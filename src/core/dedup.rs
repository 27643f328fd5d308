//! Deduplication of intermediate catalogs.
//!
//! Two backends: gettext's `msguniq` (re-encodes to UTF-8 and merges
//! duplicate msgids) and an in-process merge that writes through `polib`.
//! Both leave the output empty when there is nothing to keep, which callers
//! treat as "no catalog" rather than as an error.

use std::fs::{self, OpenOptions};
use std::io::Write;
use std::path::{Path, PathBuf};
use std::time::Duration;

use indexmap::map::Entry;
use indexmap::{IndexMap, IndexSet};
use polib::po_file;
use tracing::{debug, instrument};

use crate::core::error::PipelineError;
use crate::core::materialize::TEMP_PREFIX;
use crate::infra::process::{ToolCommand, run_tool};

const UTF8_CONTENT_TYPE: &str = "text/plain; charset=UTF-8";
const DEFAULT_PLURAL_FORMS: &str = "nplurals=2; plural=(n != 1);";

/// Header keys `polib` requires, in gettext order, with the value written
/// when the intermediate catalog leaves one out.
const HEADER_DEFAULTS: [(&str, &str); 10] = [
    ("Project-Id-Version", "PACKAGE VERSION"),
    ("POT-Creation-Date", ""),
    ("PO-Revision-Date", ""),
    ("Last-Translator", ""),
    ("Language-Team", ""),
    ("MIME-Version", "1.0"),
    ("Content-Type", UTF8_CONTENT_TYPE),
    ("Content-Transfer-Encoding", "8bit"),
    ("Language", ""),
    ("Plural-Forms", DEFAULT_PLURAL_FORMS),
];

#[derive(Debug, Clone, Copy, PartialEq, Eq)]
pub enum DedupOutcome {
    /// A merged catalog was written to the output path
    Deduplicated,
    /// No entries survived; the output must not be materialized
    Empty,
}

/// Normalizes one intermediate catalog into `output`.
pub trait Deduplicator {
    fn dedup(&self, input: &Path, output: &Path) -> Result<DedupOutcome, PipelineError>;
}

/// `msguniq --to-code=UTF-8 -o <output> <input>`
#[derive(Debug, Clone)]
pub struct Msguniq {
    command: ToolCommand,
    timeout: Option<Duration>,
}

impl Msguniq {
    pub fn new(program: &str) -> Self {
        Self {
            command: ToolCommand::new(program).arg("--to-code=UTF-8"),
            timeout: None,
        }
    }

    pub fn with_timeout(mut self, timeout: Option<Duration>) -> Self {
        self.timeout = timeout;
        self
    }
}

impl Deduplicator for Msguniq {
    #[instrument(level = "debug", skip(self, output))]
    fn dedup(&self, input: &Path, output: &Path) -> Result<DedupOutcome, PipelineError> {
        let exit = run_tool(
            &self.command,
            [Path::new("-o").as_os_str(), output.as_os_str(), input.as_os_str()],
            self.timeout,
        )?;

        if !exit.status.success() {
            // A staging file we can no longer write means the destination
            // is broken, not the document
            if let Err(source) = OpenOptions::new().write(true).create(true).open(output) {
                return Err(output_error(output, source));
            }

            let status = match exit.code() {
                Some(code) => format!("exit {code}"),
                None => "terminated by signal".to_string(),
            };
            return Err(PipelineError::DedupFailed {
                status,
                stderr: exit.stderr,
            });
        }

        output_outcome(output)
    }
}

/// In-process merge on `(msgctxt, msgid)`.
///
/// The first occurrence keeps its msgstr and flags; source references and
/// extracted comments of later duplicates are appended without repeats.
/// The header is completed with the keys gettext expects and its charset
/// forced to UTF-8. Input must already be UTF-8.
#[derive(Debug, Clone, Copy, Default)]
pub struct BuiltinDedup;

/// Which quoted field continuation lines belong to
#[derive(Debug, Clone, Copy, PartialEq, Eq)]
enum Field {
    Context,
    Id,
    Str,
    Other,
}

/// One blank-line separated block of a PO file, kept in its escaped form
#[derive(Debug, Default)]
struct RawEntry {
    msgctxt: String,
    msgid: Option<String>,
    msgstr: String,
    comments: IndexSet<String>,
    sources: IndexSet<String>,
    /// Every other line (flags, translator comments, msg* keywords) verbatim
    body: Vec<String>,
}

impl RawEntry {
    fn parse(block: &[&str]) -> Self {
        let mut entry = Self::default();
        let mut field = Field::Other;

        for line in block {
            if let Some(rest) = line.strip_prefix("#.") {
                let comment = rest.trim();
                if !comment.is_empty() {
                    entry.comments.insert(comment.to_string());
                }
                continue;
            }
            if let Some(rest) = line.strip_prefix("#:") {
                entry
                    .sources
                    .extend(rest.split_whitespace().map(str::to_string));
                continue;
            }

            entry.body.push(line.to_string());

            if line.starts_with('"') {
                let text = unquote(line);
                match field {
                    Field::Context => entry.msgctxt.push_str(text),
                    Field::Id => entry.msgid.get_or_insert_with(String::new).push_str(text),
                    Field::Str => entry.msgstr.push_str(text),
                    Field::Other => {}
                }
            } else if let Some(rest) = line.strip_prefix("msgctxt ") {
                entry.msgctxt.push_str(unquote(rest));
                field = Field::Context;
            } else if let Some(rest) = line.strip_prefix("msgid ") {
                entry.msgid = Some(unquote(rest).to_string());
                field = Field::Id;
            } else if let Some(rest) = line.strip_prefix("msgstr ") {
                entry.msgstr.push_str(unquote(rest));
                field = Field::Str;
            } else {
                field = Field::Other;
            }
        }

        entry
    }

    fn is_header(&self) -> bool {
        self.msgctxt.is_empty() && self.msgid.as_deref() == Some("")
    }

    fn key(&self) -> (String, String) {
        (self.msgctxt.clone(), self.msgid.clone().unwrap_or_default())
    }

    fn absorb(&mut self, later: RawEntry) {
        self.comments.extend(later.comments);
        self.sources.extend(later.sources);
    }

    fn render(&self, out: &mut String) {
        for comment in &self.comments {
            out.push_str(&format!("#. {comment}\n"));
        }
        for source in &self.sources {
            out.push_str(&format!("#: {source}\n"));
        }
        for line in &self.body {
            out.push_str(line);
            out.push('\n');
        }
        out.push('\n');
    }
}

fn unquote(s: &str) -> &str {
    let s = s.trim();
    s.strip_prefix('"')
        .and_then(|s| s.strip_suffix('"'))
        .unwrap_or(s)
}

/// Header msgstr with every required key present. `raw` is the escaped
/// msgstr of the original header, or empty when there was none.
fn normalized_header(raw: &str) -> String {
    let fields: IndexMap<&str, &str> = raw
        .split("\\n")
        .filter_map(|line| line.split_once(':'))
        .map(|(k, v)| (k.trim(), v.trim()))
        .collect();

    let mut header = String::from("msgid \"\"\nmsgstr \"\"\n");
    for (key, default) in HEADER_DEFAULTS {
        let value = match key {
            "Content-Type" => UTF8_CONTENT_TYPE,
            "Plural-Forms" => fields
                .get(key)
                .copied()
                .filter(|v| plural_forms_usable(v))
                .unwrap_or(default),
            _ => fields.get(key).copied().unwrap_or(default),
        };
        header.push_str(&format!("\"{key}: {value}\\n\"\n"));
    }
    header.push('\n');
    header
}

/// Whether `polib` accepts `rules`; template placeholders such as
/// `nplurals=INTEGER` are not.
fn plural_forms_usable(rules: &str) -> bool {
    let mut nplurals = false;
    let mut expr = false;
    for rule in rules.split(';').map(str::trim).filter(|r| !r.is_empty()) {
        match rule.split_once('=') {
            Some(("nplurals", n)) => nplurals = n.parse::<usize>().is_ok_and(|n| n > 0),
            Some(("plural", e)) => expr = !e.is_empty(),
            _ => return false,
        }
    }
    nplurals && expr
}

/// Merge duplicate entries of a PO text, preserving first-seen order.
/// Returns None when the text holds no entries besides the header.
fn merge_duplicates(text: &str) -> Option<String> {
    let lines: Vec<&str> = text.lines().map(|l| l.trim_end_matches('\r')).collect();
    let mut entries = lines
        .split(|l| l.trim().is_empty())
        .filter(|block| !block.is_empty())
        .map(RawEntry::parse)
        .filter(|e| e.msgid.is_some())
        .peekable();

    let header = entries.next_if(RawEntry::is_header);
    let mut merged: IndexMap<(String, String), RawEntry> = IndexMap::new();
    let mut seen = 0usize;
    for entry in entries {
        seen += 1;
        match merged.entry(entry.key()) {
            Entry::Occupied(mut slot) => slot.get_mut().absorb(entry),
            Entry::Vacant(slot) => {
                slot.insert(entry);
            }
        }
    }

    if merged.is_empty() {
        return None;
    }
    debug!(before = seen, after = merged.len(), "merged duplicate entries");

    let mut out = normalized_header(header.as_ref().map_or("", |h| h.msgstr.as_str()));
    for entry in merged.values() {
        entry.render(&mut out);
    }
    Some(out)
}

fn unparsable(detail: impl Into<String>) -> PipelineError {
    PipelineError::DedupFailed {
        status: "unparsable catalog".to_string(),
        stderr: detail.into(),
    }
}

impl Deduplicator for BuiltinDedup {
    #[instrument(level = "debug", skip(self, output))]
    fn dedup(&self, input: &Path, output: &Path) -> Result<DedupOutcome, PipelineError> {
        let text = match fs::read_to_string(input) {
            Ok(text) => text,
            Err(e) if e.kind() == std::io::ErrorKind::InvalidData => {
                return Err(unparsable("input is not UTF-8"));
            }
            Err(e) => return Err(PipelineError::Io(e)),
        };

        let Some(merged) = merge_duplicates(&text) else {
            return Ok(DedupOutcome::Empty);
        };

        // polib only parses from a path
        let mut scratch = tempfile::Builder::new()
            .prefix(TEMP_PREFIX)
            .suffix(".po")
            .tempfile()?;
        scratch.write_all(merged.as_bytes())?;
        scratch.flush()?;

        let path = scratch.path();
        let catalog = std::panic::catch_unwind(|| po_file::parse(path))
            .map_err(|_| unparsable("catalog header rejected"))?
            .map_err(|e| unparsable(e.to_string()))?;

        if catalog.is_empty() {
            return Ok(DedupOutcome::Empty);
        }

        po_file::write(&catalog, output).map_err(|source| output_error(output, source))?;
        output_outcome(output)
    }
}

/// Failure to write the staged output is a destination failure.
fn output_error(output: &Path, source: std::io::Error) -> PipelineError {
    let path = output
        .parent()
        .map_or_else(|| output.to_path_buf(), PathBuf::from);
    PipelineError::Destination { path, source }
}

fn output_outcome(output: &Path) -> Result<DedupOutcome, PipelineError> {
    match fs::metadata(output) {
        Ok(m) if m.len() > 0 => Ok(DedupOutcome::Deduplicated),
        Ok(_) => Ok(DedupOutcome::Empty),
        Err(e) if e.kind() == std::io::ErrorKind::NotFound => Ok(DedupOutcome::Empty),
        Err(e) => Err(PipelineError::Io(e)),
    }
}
==
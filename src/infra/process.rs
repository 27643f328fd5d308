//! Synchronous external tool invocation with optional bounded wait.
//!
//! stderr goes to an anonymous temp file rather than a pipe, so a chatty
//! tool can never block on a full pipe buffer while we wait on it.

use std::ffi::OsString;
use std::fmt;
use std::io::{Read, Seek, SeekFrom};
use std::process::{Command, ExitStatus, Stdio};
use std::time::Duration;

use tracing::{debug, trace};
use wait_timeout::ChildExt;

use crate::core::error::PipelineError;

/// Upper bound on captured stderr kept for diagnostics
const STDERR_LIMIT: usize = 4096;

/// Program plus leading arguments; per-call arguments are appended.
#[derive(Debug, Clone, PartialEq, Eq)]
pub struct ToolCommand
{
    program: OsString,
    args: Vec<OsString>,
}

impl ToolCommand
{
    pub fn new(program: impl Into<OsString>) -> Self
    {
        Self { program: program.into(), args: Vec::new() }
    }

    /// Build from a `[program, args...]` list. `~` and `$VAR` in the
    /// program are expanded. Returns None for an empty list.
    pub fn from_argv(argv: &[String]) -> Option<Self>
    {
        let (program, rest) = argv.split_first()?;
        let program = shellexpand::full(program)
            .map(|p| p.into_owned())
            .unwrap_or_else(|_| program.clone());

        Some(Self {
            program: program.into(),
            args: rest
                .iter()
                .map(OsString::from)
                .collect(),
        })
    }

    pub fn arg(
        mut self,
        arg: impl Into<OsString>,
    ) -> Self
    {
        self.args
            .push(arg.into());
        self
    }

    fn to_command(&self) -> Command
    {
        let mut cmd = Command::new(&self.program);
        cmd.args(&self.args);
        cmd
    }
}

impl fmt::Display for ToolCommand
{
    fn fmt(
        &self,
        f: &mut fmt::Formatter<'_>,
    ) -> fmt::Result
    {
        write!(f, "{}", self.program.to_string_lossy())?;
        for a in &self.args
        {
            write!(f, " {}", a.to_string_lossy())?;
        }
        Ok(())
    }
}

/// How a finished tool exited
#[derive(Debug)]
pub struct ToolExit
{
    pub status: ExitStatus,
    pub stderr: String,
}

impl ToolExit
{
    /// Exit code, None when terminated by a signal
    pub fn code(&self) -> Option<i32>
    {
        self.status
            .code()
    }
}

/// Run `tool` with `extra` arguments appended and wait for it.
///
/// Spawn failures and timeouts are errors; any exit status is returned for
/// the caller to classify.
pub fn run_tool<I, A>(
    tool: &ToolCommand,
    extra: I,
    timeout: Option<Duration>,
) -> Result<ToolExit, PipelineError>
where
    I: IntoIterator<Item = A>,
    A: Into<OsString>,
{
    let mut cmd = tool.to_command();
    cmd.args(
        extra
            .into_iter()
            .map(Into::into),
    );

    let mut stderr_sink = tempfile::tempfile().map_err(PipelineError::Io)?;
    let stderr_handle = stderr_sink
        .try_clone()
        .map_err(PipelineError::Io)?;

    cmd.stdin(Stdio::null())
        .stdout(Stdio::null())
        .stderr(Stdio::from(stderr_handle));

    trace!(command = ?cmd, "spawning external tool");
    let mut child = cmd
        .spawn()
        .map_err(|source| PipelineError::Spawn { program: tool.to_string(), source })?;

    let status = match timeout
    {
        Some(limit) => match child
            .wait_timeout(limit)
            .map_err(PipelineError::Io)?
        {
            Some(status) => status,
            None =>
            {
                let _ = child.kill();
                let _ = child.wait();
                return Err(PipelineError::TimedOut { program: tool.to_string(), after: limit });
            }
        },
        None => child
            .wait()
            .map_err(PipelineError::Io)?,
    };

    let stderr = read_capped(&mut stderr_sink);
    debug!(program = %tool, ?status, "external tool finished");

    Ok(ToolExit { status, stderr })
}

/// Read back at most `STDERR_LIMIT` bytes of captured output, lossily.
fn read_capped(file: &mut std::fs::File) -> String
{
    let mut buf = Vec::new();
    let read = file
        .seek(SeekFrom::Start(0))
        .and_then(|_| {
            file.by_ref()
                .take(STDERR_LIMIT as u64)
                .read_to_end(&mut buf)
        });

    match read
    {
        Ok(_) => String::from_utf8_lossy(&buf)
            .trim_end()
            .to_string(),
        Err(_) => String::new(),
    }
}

**TRY IT**
Please output exactly the lines between the one holding "filename src/core/dedup.rs" and the one holding "duplicate msgids) and" in the records above, inclusive, and nothing more.

**TASK SOLUTION**
filename src/core/dedup.rs
repository 27643f328fd5d308
//! Deduplication of intermediate catalogs.
//!
//! Two backends: gettext's `msguniq` (re-encodes to UTF-8 and merges
//! duplicate msgids) and an in-process merge that writes through `polib`.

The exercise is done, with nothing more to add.